This article was originally published on runaihome.com
$500 in 2026 buys you a GPU that runs 14B models at 23+ tokens per second. That's chat-speed — fast enough to feel like a real assistant, not a loading spinner. Whether you have an existing PC or are starting from a bare table, there is a working path to local LLM inference inside this budget. None of them are magic. They all involve trade-offs. Here's what each one actually gets you.
Three valid paths to $500
Before the parts list: the "total build" framing matters.
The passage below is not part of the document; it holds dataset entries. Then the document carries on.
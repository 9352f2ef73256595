//! # Platform Interface
//!
//! The table never touches hardware itself. Translation entries are written
//! through a [`TceBackend`], and coherent buffers come from a
//! [`PageAllocator`]. Each platform (or a test) supplies its own.
//!
//! Entry numbers handed to the backend are absolute bus page numbers, i.e.
//! the table offset plus the bitmap slot.

use crate::addr::VirtAddr;
use crate::direction::TcePermissions;
use crate::table::TableGeometry;

/// Hardware translation-entry operations
///
/// Only one table may drive a given hardware translation window.
pub trait TceBackend: Send + Sync {
    /// Point `npages` entries starting at bus page `entry` at consecutive
    /// pages of the buffer starting at `vaddr` (page aligned)
    fn build(
        &self,
        table: &TableGeometry,
        entry: u64,
        npages: usize,
        vaddr: VirtAddr,
        perms: TcePermissions,
    );

    /// Invalidate `npages` entries starting at bus page `entry`
    fn free(&self, table: &TableGeometry, entry: u64, npages: usize);

    /// Flush the translation cache, if the hardware has one
    fn flush(&self, _table: &TableGeometry) {}
}

/// Physically contiguous page allocator
pub trait PageAllocator {
    /// Allocate `1 << order` contiguous pages
    ///
    /// The returned range must be writable for `IOMMU_PAGE_SIZE << order`
    /// bytes until it is handed back to [`free_pages`](Self::free_pages).
    fn alloc_pages(&self, order: u32) -> Option<VirtAddr>;

    /// Return pages obtained from [`alloc_pages`](Self::alloc_pages)
    fn free_pages(&self, vaddr: VirtAddr, order: u32);
}
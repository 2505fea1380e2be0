//! Display formatting for balances and counts.
//!
//! Three renderings are supported:
//!
//! - raw: `400.0`, `12.75`
//! - grouped: thousands separators, at most two fractional digits,
//!   trailing zeros trimmed (`1,234.5`)
//! - abbreviated: `1.5K`, `2.3M`, `4.0B`, falling back to grouped below 1,000

const THOUSAND: f64 = 1_000.0;
const MILLION: f64 = 1_000_000.0;
const BILLION: f64 = 1_000_000_000.0;

/// Render a balance with a magnitude suffix.
#[must_use]
pub fn format_abbreviated(value: f64) -> String {
    if value >= BILLION {
        format!("{:.1}B", value / BILLION)
    } else if value >= MILLION {
        format!("{:.1}M", value / MILLION)
    } else if value >= THOUSAND {
        format!("{:.1}K", value / THOUSAND)
    } else {
        format_grouped(value)
    }
}

/// Render a balance with comma thousands separators and up to two
/// fractional digits.
#[must_use]
pub fn format_grouped(value: f64) -> String {
    if !value.is_finite() {
        return value.to_string();
    }

    let fixed = format!("{:.2}", value.abs());
    let (int_part, frac_part) = fixed.split_once('.').unwrap_or((fixed.as_str(), ""));
    let frac = frac_part.trim_end_matches('0');

    let mut out = String::with_capacity(fixed.len() + int_part.len() / 3 + 1);
    // Values that round to zero lose their sign.
    if value.is_sign_negative() && (int_part != "0" || !frac.is_empty()) {
        out.push('-');
    }
    let len = int_part.len();
    for (i, digit) in int_part.chars().enumerate() {
        if i > 0 && (len - i) % 3 == 0 {
            out.push(',');
        }
        out.push(digit);
    }
    if !frac.is_empty() {
        out.push('.');
        out.push_str(frac);
    }
    out
}

/// Render a balance in its raw decimal form.
///
/// Integral values keep one fractional digit so a balance never reads like
/// a count.
#[must_use]
pub fn format_raw(value: f64) -> String {
    if value.is_finite() && value.fract() == 0.0 {
        format!("{value:.1}")
    } else {
        value.to_string()
    }
}
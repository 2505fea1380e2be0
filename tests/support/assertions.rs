pub fn assert_f64_near(actual: f64, expected: f64, tolerance: f64) {
    let diff = (actual - expected).abs();
    assert!(
        diff <= tolerance,
        "expected {} ± {}, got {}",
        expected,
        tolerance,
        actual
    );
}
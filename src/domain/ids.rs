//! Domain identifier types with proper encapsulation.

use std::fmt;

use serde::{Deserialize, Serialize};

/// Member identifier - newtype for type safety.
///
/// Opaque reference to a subject known to the directory. The inner String
/// is private to ensure all construction goes through the defined
/// constructors.
#[derive(Debug, Clone, PartialEq, Eq, Hash, PartialOrd, Ord, Serialize, Deserialize)]
pub struct MemberId(String);

impl MemberId {
    /// Create a new `MemberId` from a string.
    pub fn new(id: impl Into<String>) -> Self {
        Self(id.into())
    }

    /// Get the member ID as a string slice.
    #[must_use]
    pub fn as_str(&self) -> &str {
        &self.0
    }
}

impl fmt::Display for MemberId {
    fn fmt(&self, f: &mut fmt::Formatter<'_>) -> fmt::Result {
        write!(f, "{}", self.0)
    }
}

impl From<String> for MemberId {
    fn from(s: String) -> Self {
        Self::new(s)
    }
}

impl From<&str> for MemberId {
    fn from(s: &str) -> Self {
        Self::new(s)
    }
}

/// The subject a placeholder is rendered for.
///
/// Subjects and members share one identity space.
pub type SubjectId = MemberId;

#[cfg(test)]
mod tests {
    use super::*;

    #[test]
    fn member_id_display_and_conversions() {
        let a = MemberId::from("alice");
        let b = MemberId::new(String::from("alice"));
        assert_eq!(a, b);
        assert_eq!(a.as_str(), "alice");
        assert_eq!(a.to_string(), "alice");
    }
}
Are you adding a GPU to an existing machine, or buying everything from scratch? The answer changes which path makes sense.
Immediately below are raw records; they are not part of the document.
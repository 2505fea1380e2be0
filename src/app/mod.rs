//! Application wiring and lifecycle.
//!
//! [`App`] owns the caches and the refresh service. It is built once at
//! process start and torn down at shutdown; consumers get handles to the
//! caches instead of reaching for global state.

pub mod config;

use std::sync::Arc;

use tracing::info;

use crate::domain::SubjectId;
use crate::port::Directory;
use crate::runtime::{GroupStatsCache, PlaceholderCache, RefreshService, RefreshServiceHandle};
use config::Config;

/// Running application.
pub struct App {
    stats: GroupStatsCache,
    placeholders: PlaceholderCache,
    refresher: RefreshServiceHandle,
}

impl App {
    /// Build the caches and start the refresh service.
    ///
    /// # Panics
    ///
    /// Panics if called outside a Tokio runtime.
    pub fn start(config: &Config, directory: Arc<dyn Directory>) -> Self {
        let stats = GroupStatsCache::new(Arc::clone(&directory), &config.stats);
        let placeholders =
            PlaceholderCache::new(Arc::clone(&directory), stats.clone(), &config.placeholders);
        let refresher = RefreshService::new(
            stats.clone(),
            placeholders.clone(),
            &config.stats,
            &config.placeholders,
        )
        .start();

        info!(directory = directory.name(), "rankstats started");

        Self {
            stats,
            placeholders,
            refresher,
        }
    }

    /// Group statistics cache handle.
    #[must_use]
    pub fn stats(&self) -> &GroupStatsCache {
        &self.stats
    }

    /// Placeholder cache handle.
    #[must_use]
    pub fn placeholders(&self) -> &PlaceholderCache {
        &self.placeholders
    }

    /// Resolve a textual placeholder identifier for `subject`.
    ///
    /// Returns `None` if the identifier is not a known placeholder.
    pub fn resolve(&self, subject: Option<&SubjectId>, identifier: &str) -> Option<String> {
        self.placeholders.resolve_identifier(subject, identifier)
    }

    /// Stop the refresh service and clear both caches.
    pub async fn shutdown(self) {
        self.refresher.shutdown().await;
        self.placeholders.clear();
        self.stats.clear();
        info!("rankstats stopped");
    }
}
//! Placeholder resolution: synchronous answers for every cache state.

mod support;

use std::sync::Arc;
use std::time::{Duration, Instant};

use rankstats::domain::format::{format_abbreviated, format_grouped};
use rankstats::domain::{MemberId, Placeholder, Target};
use rankstats::runtime::{GroupStatsCache, PlaceholderCache};
use rankstats::testkit::config;
use rankstats::testkit::wait::eventually;

use support::directory::{vip_in_memory, vip_scripted};

fn caches<D>(directory: Arc<D>) -> (GroupStatsCache, PlaceholderCache)
where
    D: rankstats::port::Directory + 'static,
{
    let stats = GroupStatsCache::new(directory.clone(), &config::stats());
    let placeholders = PlaceholderCache::new(directory, stats.clone(), &config::placeholders());
    (stats, placeholders)
}

#[test]
fn formatting_examples() {
    assert_eq!(format_grouped(999.0), "999");
    assert_eq!(format_abbreviated(1_500.0), "1.5K");
    assert_eq!(format_abbreviated(2_300_000.0), "2.3M");
    assert_eq!(format_abbreviated(4_000_000_000.0), "4.0B");
    assert_eq!(format_grouped(4_000_000_000.0), "4,000,000,000");
}

#[tokio::test]
async fn vip_scenario_formatted_below_thousand() {
    let (stats, placeholders) = caches(vip_in_memory());
    stats.refresh_group("vip").await.unwrap();
    let subject = MemberId::new("dave");

    let formatted = placeholders.resolve_identifier(Some(&subject), "totalmoney_vip_formatted");
    assert_eq!(formatted.as_deref(), Some("400"));

    let canonical = placeholders.resolve_identifier(Some(&subject), "totalBalance_formatted::vip");
    assert_eq!(canonical.as_deref(), Some("400"));
}

#[tokio::test]
async fn first_lookup_is_pending_then_resolves() {
    let directory = vip_scripted();
    directory.hold();
    let (_stats, placeholders) = caches(directory.clone());
    let count = Placeholder::MemberCount(Target::Group("vip".into()));

    assert_eq!(placeholders.resolve(None, &count), "...");
    // Still pending: no value yet, sentinel again.
    assert_eq!(placeholders.resolve(None, &count), "...");

    directory.release();
    let p = placeholders.clone();
    let key = count.clone();
    assert!(eventually(Duration::from_secs(2), || p.peek(None, &key).is_some()).await);
    assert_eq!(placeholders.resolve(None, &count), "3");
    assert_eq!(directory.members_of_calls(), 1);
}

#[tokio::test(flavor = "multi_thread", worker_threads = 2)]
async fn resolve_never_blocks_from_plain_threads() {
    let directory = vip_scripted();
    directory.hold();
    let (_stats, placeholders) = caches(directory.clone());

    let worker = {
        let placeholders = placeholders.clone();
        std::thread::spawn(move || {
            let alice = MemberId::new("alice");
            let identifiers = [
                "memberCount::vip",
                "totalBalance::vip",
                "totalBalance_commas::vip",
                "totalBalance_formatted",
                "primaryGroup",
            ];
            let started = Instant::now();
            let values: Vec<String> = identifiers
                .iter()
                .map(|id| placeholders.resolve_identifier(Some(&alice), id).unwrap())
                .collect();
            (started.elapsed(), values)
        })
    };

    let (elapsed, values) = worker.join().unwrap();
    assert!(elapsed < Duration::from_millis(500), "resolve took {elapsed:?}");
    assert_eq!(values[0], "...");
    assert_eq!(values[4], "vip");

    directory.release();
}

#[tokio::test]
async fn own_group_placeholders_follow_subject() {
    let (stats, placeholders) = caches(vip_in_memory());
    stats.refresh_group("vip").await.unwrap();
    stats.refresh_group("default").await.unwrap();

    let alice = MemberId::new("alice");
    let dave = MemberId::new("dave");

    assert_eq!(
        placeholders.resolve_identifier(Some(&alice), "groupsize").as_deref(),
        Some("3")
    );
    assert_eq!(
        placeholders.resolve_identifier(Some(&dave), "groupsize").as_deref(),
        Some("2")
    );
    assert_eq!(
        placeholders.resolve_identifier(Some(&dave), "totalmoney_commas").as_deref(),
        Some("59.5")
    );
    assert_eq!(
        placeholders.resolve_identifier(Some(&dave), "playergroup").as_deref(),
        Some("default")
    );
}

#[tokio::test]
async fn unknown_subject_renders_zero_without_stats() {
    let directory = vip_scripted();
    let (stats, placeholders) = caches(directory.clone());
    let stranger = MemberId::new("stranger");

    assert_eq!(
        placeholders.resolve_identifier(Some(&stranger), "totalmoney").as_deref(),
        Some("0")
    );
    assert_eq!(
        placeholders.resolve_identifier(None, "memberCount").as_deref(),
        Some("0")
    );
    assert!(stats.is_empty());
    assert_eq!(directory.members_of_calls(), 0);
}

#[tokio::test]
async fn group_named_like_a_suffix_is_unambiguous() {
    let directory = rankstats::adapter::InMemoryDirectory::new();
    directory.upsert_member("x", &["formatted"], 2_000.0);
    let (stats, placeholders) = caches(Arc::new(directory));
    stats.refresh_group("formatted").await.unwrap();

    assert_eq!(
        placeholders
            .resolve_identifier(None, "totalBalance_formatted::formatted")
            .as_deref(),
        Some("2.0K")
    );
    assert_eq!(
        placeholders
            .resolve_identifier(None, "totalBalance::formatted")
            .as_deref(),
        Some("2000.0")
    );
}

#[tokio::test]
async fn failed_computation_leaves_no_entry_and_retries() {
    let directory = vip_scripted();
    directory.set_unavailable(true);
    let (stats, placeholders) = caches(directory.clone());
    let total = Placeholder::TotalBalance(Target::Group("vip".into()));

    assert_eq!(placeholders.resolve(None, &total), "...");
    let s = stats.clone();
    assert!(eventually(Duration::from_secs(2), || !s.is_fetching("vip")).await);
    tokio::time::sleep(Duration::from_millis(20)).await;
    assert!(placeholders.peek(None, &total).is_none());

    directory.set_unavailable(false);
    placeholders.resolve(None, &total);
    let p = placeholders.clone();
    let key = total.clone();
    assert!(eventually(Duration::from_secs(2), || p.peek(None, &key).is_some()).await);
    assert_eq!(placeholders.resolve(None, &total), "400.0");
    assert_eq!(directory.members_of_calls(), 2);
}
//! Scripted [`Directory`] for exercising the caches.
//!
//! Counts every call, can fail on demand and can hold group computations
//! open behind a gate so tests can observe in-flight fetches.

use std::collections::HashSet;
use std::sync::atomic::{AtomicUsize, Ordering};

use async_trait::async_trait;
use parking_lot::Mutex;
use tokio::sync::watch;

use crate::domain::MemberId;
use crate::error::DirectoryError;
use crate::port::Directory;

#[derive(Debug, Clone)]
struct Member {
    id: MemberId,
    groups: Vec<String>,
    balance: f64,
}

#[derive(Debug, Default)]
struct Script {
    groups: Vec<String>,
    members: Vec<Member>,
    unavailable: bool,
    failing_balances: HashSet<MemberId>,
    failing_primary: bool,
    stalled_listing: bool,
}

/// Directory with call counters and injectable failures.
pub struct ScriptedDirectory {
    script: Mutex<Script>,
    gate: watch::Sender<bool>,
    list_groups_calls: AtomicUsize,
    members_of_calls: AtomicUsize,
    balance_calls: AtomicUsize,
    primary_group_calls: AtomicUsize,
}

impl ScriptedDirectory {
    /// Create an empty, available directory with an open gate.
    #[must_use]
    pub fn new() -> Self {
        let (gate, _) = watch::channel(true);
        Self {
            script: Mutex::new(Script::default()),
            gate,
            list_groups_calls: AtomicUsize::new(0),
            members_of_calls: AtomicUsize::new(0),
            balance_calls: AtomicUsize::new(0),
            primary_group_calls: AtomicUsize::new(0),
        }
    }

    /// Add a member. The first group is its primary group.
    #[must_use]
    pub fn with_member(self, id: &str, groups: &[&str], balance: f64) -> Self {
        self.add_member(id, groups, balance);
        self
    }

    /// Add a group that has no members.
    #[must_use]
    pub fn with_group(self, group: &str) -> Self {
        self.script.lock().groups.push(group.to_string());
        self
    }

    /// Add a member after construction.
    pub fn add_member(&self, id: &str, groups: &[&str], balance: f64) {
        let mut script = self.script.lock();
        for group in groups {
            if !script.groups.iter().any(|g| g == group) {
                script.groups.push((*group).to_string());
            }
        }
        script.members.push(Member {
            id: MemberId::new(id),
            groups: groups.iter().map(|g| (*g).to_string()).collect(),
            balance,
        });
    }

    /// Change a member's balance.
    pub fn set_balance(&self, id: &str, balance: f64) {
        let mut script = self.script.lock();
        if let Some(member) = script.members.iter_mut().find(|m| m.id.as_str() == id) {
            member.balance = balance;
        }
    }

    /// Make every enumeration call fail.
    pub fn set_unavailable(&self, unavailable: bool) {
        self.script.lock().unavailable = unavailable;
    }

    /// Make balance lookups for `id` fail.
    pub fn fail_balance_of(&self, id: &str) {
        self.script.lock().failing_balances.insert(MemberId::new(id));
    }

    /// Make primary group lookups fail.
    pub fn fail_primary_group(&self, failing: bool) {
        self.script.lock().failing_primary = failing;
    }

    /// Make `list_groups` never return.
    pub fn stall_list_groups(&self, stalled: bool) {
        self.script.lock().stalled_listing = stalled;
    }

    /// Hold group computations until [`release`](Self::release).
    pub fn hold(&self) {
        self.gate.send_replace(false);
    }

    /// Let held and future group computations proceed.
    pub fn release(&self) {
        self.gate.send_replace(true);
    }

    /// Number of `list_groups` calls.
    #[must_use]
    pub fn list_groups_calls(&self) -> usize {
        self.list_groups_calls.load(Ordering::SeqCst)
    }

    /// Number of group computations started (`members_of` calls).
    #[must_use]
    pub fn members_of_calls(&self) -> usize {
        self.members_of_calls.load(Ordering::SeqCst)
    }

    /// Number of balance lookups.
    #[must_use]
    pub fn balance_calls(&self) -> usize {
        self.balance_calls.load(Ordering::SeqCst)
    }

    /// Number of primary group lookups.
    #[must_use]
    pub fn primary_group_calls(&self) -> usize {
        self.primary_group_calls.load(Ordering::SeqCst)
    }

    fn check_available(&self) -> Result<(), DirectoryError> {
        if self.script.lock().unavailable {
            return Err(DirectoryError::Unavailable("scripted outage".into()));
        }
        Ok(())
    }
}

impl Default for ScriptedDirectory {
    fn default() -> Self {
        Self::new()
    }
}

#[async_trait]
impl Directory for ScriptedDirectory {
    fn name(&self) -> &str {
        "scripted"
    }

    async fn list_groups(&self) -> Result<Vec<String>, DirectoryError> {
        self.list_groups_calls.fetch_add(1, Ordering::SeqCst);
        let stalled = self.script.lock().stalled_listing;
        if stalled {
            std::future::pending::<()>().await;
        }
        self.check_available()?;
        Ok(self.script.lock().groups.clone())
    }

    async fn list_members(&self) -> Result<Vec<MemberId>, DirectoryError> {
        self.check_available()?;
        Ok(self.script.lock().members.iter().map(|m| m.id.clone()).collect())
    }

    async fn is_member(&self, member: &MemberId, group: &str) -> Result<bool, DirectoryError> {
        Ok(self
            .script
            .lock()
            .members
            .iter()
            .any(|m| &m.id == member && m.groups.iter().any(|g| g == group)))
    }

    async fn primary_group(&self, member: &MemberId) -> Result<Option<String>, DirectoryError> {
        self.primary_group_calls.fetch_add(1, Ordering::SeqCst);
        let script = self.script.lock();
        if script.failing_primary {
            return Err(DirectoryError::Lookup {
                member: member.to_string(),
                reason: "scripted primary group failure".into(),
            });
        }
        Ok(script
            .members
            .iter()
            .find(|m| &m.id == member)
            .and_then(|m| m.groups.first().cloned()))
    }

    async fn balance_of(&self, member: &MemberId) -> Result<f64, DirectoryError> {
        self.balance_calls.fetch_add(1, Ordering::SeqCst);
        let script = self.script.lock();
        if script.failing_balances.contains(member) {
            return Err(DirectoryError::Lookup {
                member: member.to_string(),
                reason: "scripted balance failure".into(),
            });
        }
        script
            .members
            .iter()
            .find(|m| &m.id == member)
            .map(|m| m.balance)
            .ok_or_else(|| DirectoryError::Lookup {
                member: member.to_string(),
                reason: "unknown member".into(),
            })
    }

    async fn members_of(&self, group: &str) -> Result<Vec<MemberId>, DirectoryError> {
        self.members_of_calls.fetch_add(1, Ordering::SeqCst);
        let mut gate = self.gate.subscribe();
        // Sender lives as long as self, so this only returns once opened.
        let _ = gate.wait_for(|open| *open).await;

        self.check_available()?;
        Ok(self
            .script
            .lock()
            .members
            .iter()
            .filter(|m| m.groups.iter().any(|g| g == group))
            .map(|m| m.id.clone())
            .collect())
    }
}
| Path | Who it's for | Total cost | Best model class |
|---|---|---|---|
| A: Used RTX 3060 add-in | You have a PCIe x16 slot and 450W+ PSU | ~$250 | 7B–14B Q4 |
| B: Complete scratch build | Starting from nothing, desk + floor | ~$530–$560 | 7B–14B Q4 |
| C: AMD APU mini PC | No case to fill, quiet operation preferred | ~$499–$550 | 14B dense, 28B MoE |
Each path deserves its own breakdown.
Path A: $250 to add local AI to any PC
If you have a desktop with a free PCIe x16 slot and a PSU rated at 450W or higher, a used RTX 3060 12GB is the fastest path to running useful models locally. eBay completed listings in May 2026 show used RTX 3060 12GB cards selling for around $249.99, ranging from $220 (OEM/blower models) to $280 (AIB partner triple-fan cards).
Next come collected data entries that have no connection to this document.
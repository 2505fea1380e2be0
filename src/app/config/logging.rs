//! Logging configuration and initialization.

use serde::Deserialize;
use tracing_subscriber::{fmt, EnvFilter};

/// Logging configuration.
#[derive(Debug, Clone, Deserialize)]
pub struct LoggingConfig {
    #[serde(default = "default_level")]
    pub level: String,
    #[serde(default = "default_format")]
    pub format: String,
}

impl LoggingConfig {
    /// Initialize the tracing subscriber with this logging configuration.
    ///
    /// `RUST_LOG` takes precedence over the configured level.
    pub fn init(&self) {
        let filter =
            EnvFilter::try_from_default_env().unwrap_or_else(|_| EnvFilter::new(&self.level));

        let _ = match self.format.as_str() {
            "json" => fmt().json().with_env_filter(filter).try_init(),
            _ => fmt().with_env_filter(filter).try_init(),
        };
    }
}

impl Default for LoggingConfig {
    fn default() -> Self {
        Self {
            level: default_level(),
            format: default_format(),
        }
    }
}

fn default_level() -> String {
    "info".into()
}

fn default_format() -> String {
    "pretty".into()
}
The 12GB VRAM is the key number. At that capacity, you can fit:
- Any 7B or 8B model in Q4_K_M (~4–5GB VRAM used): 42 tok/s on the RTX 3060
- Any 14B model in Q4_K_M (~8–9GB VRAM used): 22–29 tok/s on the RTX 3060
- Two smaller models loaded simultaneously if both fit in 12GB (tight, but possible with 2× 4B)
You cannot fit a 30B model entirely in VRAM on a 3060. A Q4_K_M 30B model requires ~17GB. If you try running it with partial CPU offload via Ollama, the CPU-side layers drag throughput below 5 tok/s on most home CPUs. For 30B+, you need more VRAM or a different path entirely.
The RTX 3060 runs at 170W TDP. Check that your current PSU has a 6-pin or 8-pin PCIe power connector and at least 450W total capacity — most gaming desktops from the last five years qualify. If your system only has an iGPU right now, you may need to disable it in BIOS after installing the discrete card to avoid driver conflicts.
Benchmark sourcing: singhajit.com tested Q4_K_XL at 16K context and measured 42.0 tok/s on 8B models and 22.7 tok/s on 14B models under CUDA 12.8. A separate test using the Vulkan backend found 29.4 tok/s on 14B Q4_K_M — the gap reflects different backends, not different hardware. Both numbers sit above the 20 tok/s floor where chat feels responsive.
Minimum PSU for this path: 450W. Comfortable: 550W or above. If your current PSU is older than five years or from a no-name brand, verify its actual output — a failing 600W PSU can deliver less stable current than a quality 450W.
Path B: Complete scratch build (~$530–$560)
If you're starting from nothing, here's a parts list that hits close to the target. Every price is from Newegg or eBay in May 2026.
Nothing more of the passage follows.